[Items listed in a dataset]

*** Block opens ***

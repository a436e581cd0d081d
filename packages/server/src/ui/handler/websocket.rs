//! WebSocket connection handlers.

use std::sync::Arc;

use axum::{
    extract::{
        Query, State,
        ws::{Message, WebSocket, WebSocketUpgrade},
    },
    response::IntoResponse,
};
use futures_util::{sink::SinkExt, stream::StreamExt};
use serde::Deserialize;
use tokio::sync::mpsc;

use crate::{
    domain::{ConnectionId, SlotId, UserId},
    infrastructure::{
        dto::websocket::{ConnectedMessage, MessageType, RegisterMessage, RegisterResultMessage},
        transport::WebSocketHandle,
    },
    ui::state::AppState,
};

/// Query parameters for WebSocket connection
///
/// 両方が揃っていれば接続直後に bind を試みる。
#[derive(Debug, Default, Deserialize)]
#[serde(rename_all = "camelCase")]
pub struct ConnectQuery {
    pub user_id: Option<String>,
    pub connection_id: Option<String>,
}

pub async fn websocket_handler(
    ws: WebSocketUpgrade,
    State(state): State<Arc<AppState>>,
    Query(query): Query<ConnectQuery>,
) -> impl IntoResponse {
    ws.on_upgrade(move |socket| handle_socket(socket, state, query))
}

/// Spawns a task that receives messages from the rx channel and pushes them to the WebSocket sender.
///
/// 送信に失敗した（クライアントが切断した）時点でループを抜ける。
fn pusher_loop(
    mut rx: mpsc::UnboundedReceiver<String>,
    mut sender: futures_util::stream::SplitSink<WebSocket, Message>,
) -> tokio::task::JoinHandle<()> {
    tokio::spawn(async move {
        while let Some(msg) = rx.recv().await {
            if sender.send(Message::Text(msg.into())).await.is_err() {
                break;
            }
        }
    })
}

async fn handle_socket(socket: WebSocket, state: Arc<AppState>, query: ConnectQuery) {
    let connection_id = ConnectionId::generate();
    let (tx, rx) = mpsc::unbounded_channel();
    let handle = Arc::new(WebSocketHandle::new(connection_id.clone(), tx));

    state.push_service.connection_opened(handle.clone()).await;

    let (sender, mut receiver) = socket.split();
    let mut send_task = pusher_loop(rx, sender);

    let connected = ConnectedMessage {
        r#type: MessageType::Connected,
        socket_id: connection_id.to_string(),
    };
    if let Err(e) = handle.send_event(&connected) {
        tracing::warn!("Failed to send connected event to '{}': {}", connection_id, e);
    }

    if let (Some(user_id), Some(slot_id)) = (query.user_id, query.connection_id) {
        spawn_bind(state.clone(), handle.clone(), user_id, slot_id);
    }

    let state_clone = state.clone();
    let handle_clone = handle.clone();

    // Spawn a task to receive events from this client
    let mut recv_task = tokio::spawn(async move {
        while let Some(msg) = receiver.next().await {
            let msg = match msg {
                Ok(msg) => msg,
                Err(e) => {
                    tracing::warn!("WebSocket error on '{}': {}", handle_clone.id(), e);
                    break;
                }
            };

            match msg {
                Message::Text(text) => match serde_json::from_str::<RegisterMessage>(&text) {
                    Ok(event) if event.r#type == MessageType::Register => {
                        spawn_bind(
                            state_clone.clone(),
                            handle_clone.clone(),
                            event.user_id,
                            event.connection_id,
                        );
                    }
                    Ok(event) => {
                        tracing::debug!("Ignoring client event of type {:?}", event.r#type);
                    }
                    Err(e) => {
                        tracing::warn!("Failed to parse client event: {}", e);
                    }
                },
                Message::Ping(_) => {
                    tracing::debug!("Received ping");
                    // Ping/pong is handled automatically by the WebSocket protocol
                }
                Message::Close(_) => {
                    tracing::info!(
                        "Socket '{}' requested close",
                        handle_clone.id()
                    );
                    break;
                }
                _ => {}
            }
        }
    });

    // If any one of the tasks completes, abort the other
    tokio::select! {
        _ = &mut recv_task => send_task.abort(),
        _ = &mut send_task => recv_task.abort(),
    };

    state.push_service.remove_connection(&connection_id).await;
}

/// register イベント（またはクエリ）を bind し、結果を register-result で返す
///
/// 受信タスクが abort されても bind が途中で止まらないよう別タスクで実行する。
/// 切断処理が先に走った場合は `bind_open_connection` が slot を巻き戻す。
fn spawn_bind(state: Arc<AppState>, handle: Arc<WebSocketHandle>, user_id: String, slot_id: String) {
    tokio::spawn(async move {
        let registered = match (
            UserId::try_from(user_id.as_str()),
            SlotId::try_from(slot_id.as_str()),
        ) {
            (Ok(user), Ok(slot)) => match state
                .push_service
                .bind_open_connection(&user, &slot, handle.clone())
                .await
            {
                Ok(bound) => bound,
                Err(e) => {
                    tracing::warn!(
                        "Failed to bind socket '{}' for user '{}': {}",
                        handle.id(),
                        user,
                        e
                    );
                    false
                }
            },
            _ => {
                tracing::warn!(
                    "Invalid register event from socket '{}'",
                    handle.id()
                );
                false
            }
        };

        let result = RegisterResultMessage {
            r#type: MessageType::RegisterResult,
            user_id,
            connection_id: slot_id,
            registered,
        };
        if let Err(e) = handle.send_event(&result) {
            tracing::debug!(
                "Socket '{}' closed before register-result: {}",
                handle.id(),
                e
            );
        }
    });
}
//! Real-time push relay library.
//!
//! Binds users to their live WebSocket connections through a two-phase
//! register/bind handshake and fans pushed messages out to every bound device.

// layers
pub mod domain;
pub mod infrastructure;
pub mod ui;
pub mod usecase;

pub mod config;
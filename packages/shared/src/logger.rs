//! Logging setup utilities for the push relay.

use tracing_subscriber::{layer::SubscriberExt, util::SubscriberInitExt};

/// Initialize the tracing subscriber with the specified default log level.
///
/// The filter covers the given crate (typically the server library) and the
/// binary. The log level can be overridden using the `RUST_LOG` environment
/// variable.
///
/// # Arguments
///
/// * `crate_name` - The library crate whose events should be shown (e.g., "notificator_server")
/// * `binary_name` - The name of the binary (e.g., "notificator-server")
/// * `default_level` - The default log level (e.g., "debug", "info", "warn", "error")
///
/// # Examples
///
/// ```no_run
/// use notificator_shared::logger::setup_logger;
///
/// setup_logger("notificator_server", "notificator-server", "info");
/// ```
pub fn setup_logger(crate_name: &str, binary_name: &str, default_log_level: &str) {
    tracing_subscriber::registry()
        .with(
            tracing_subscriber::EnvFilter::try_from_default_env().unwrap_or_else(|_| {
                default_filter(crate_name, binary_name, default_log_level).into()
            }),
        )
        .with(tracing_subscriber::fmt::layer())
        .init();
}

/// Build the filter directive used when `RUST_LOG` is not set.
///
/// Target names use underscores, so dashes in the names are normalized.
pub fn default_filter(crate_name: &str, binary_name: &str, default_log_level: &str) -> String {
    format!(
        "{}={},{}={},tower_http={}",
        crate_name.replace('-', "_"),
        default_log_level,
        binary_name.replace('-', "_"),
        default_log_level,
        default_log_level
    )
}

*** Block closes ***

> **What you need to do**:
Among the lines above, find those that contain the word "RegisterMessage" and copy them.

> **Output**:
        dto::websocket::{ConnectedMessage, MessageType, RegisterMessage, RegisterResultMessage},
                Message::Text(text) => match serde_json::from_str::<RegisterMessage>(&text) {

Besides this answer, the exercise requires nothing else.